The Biden administration was eager to roll out its student loan forgiveness plan in hopes of delivering at least one campaign promise. But just days after the 2022 midterm elections, a federal judge in Texas ruled the loan forgiveness was illegal. And last Monday, the Eighth Circuit Court of Appeals in St. Louis banned debt cancellation nationwide. The government has stopped accept requests for loan relief, leaving borrowers in limbo.
President Joe BidenThe loan forgiveness plan was to forgive up to $20,000 in student loans for Pell grant recipients and $10,000 for non-Pell borrowers. The administration bypassed Congress and relied on the “national emergency” of the coronavirus pandemic to justify the jubilee (even though Biden himself admitted the the pandemic was over after announcing its loan cancellation plan). For many court case were filed to stop loan forgiveness.
The whole situation has upset borrowers. But really, no one should be surprised by this roadblock. The legal foundations for loan forgiveness were shaky from the start. The Biden administration could still resume loan forgiveness if its legal appeals are successful. But what would that solve? Outstanding student debt will simply return to current levels by 2028. Recent decisions in Texas and the Eighth Circuit demonstrate that solving the debt problem through executive action is not a viable option. Instead of band-aid solutions like partial debt forgiveness, we need fundamental legislative change from Congress to stop students from engaging in the excessive borrowing that is causing the crisis. .
The current discussions regarding loan forgiveness frustrate all parties. The government is giving false hope to borrowers by dangling the carrot of loan forgiveness; meanwhile, many Americans don’t want to be responsible for other people’s debts. While this back and forth is ideal for statesmen looking to score political points, it does nothing to explain why students are struggling to repay their loans.
The most obvious reason for the student debt crisis is the high cost of college – tuition has nearly tripled since 1980. Many have noted this fact, but there are small agreement as to the cause. The establishment of higher education calls into question the decline in state credits. Others claim that college prices have risen due to rising faculty salaries. And still others claim that a college degree costs more because it is that much more valuable – a claim that is questionable at best. But none of these theories answer the fundamental question of how students and their families manage to “afford” the price spike: the ease of access to federal student loans. It was the federal student aid system itself, an effective subsidy to the higher education industry, that drove the price hike.
Additionally, universities use deceptive marketing to portray their graduation rates as higher than they actually are. Four-year universities often tout their six years graduation rate. But students applying to these universities probably expect to finish in four years. And this rate is just around 45 percent. Some students drop out and do not receive the financial benefits of a college degree. Others change school programs and may incur higher education costs than originally planned because they stay in school longer or to change in the majors with a low return on investment. Students may take on more debt due to unexpected additional education. And those who go to work in areas with a lower return on investment are less likely to recoup debt.
Over the years, the government has relaxed loan requirements to increase students’ accessibility to loans. But access to something without sufficient merit is a disaster.
Current popular policy suggestions for solving the student loan crisis include taxation price caps on universities and cancel student loan interest.
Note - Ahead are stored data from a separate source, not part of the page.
use thiserror::Error;

#[derive(Error, Debug, PartialEq, Eq)]
pub enum CpuError {
    #[error("invalid opcode {opcode:#04x} at pc {pc:#06x}")]
    InvalidOpcode { opcode: u8, pc: u16 },
}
These two prescriptions circumvent the problem. Seventeen states have applied academic price caps to public institutions in the past. The prices of vignettes in these institutions have decreased accordingly. But colleges have many levers they can adjust in response to policy restrictions. In general, they ended up reducing institutional aid for needy students to compensate for lost income from tuition fees. Even the private universities in these states, which had no cap on tuition fees, have reduced their institutional aid.
Eliminating interest on student loans would be extremely costly, as we have already seen. It cost the Americans $155 billion stop collecting interest during the pandemic payment pause – and that was meant to be a temporary measure. A permanent interest rate of 0% would not only cost us money for existing borrowers, but would also encourage more students to borrow. Moreover, it would encourage borrowers to delay repayments and allow inflation to eat away at their loan balance.
Instead, lawmakers should impose stricter standards on federal student loans. These loans should be conditional on the economic return of the diploma and the academic merit of each borrower. Public funds should come with public accountability. Conditioning loans on a student’s future earning potential would be an indicator that taxpayer funds are being put to good use. Under such a system, computer science majors would receive a higher borrowing limit than, say, art history majors. We want to encourage students to enter in-demand and profitable fields, and discourage them from overspending on education in a field that is unlikely to recoup those costs.
Consideration of a student’s academic record before entering university is also essential to prevent dropping out of university due to poor academic preparation. A student may intend to enter a highly profitable field, but low academic qualifications indicate a high likelihood of dropping out or moving on to an easier major.
These reforms would prevent future student debt crises. Borrowers who still want their loans canceled should hold higher education institutions to account, rather than taxpayers. After all, the debt crisis wouldn’t exist without the university’s decision to admit the student. And it is the choice of the university to charge the tuition fees it does.
Neetu Arnold is a Senior Fellow at the National Association of Scholars and a contributor to Young Voices. Follow her on Twitter @neetu_arnold.
The opinions expressed in this article are those of the author.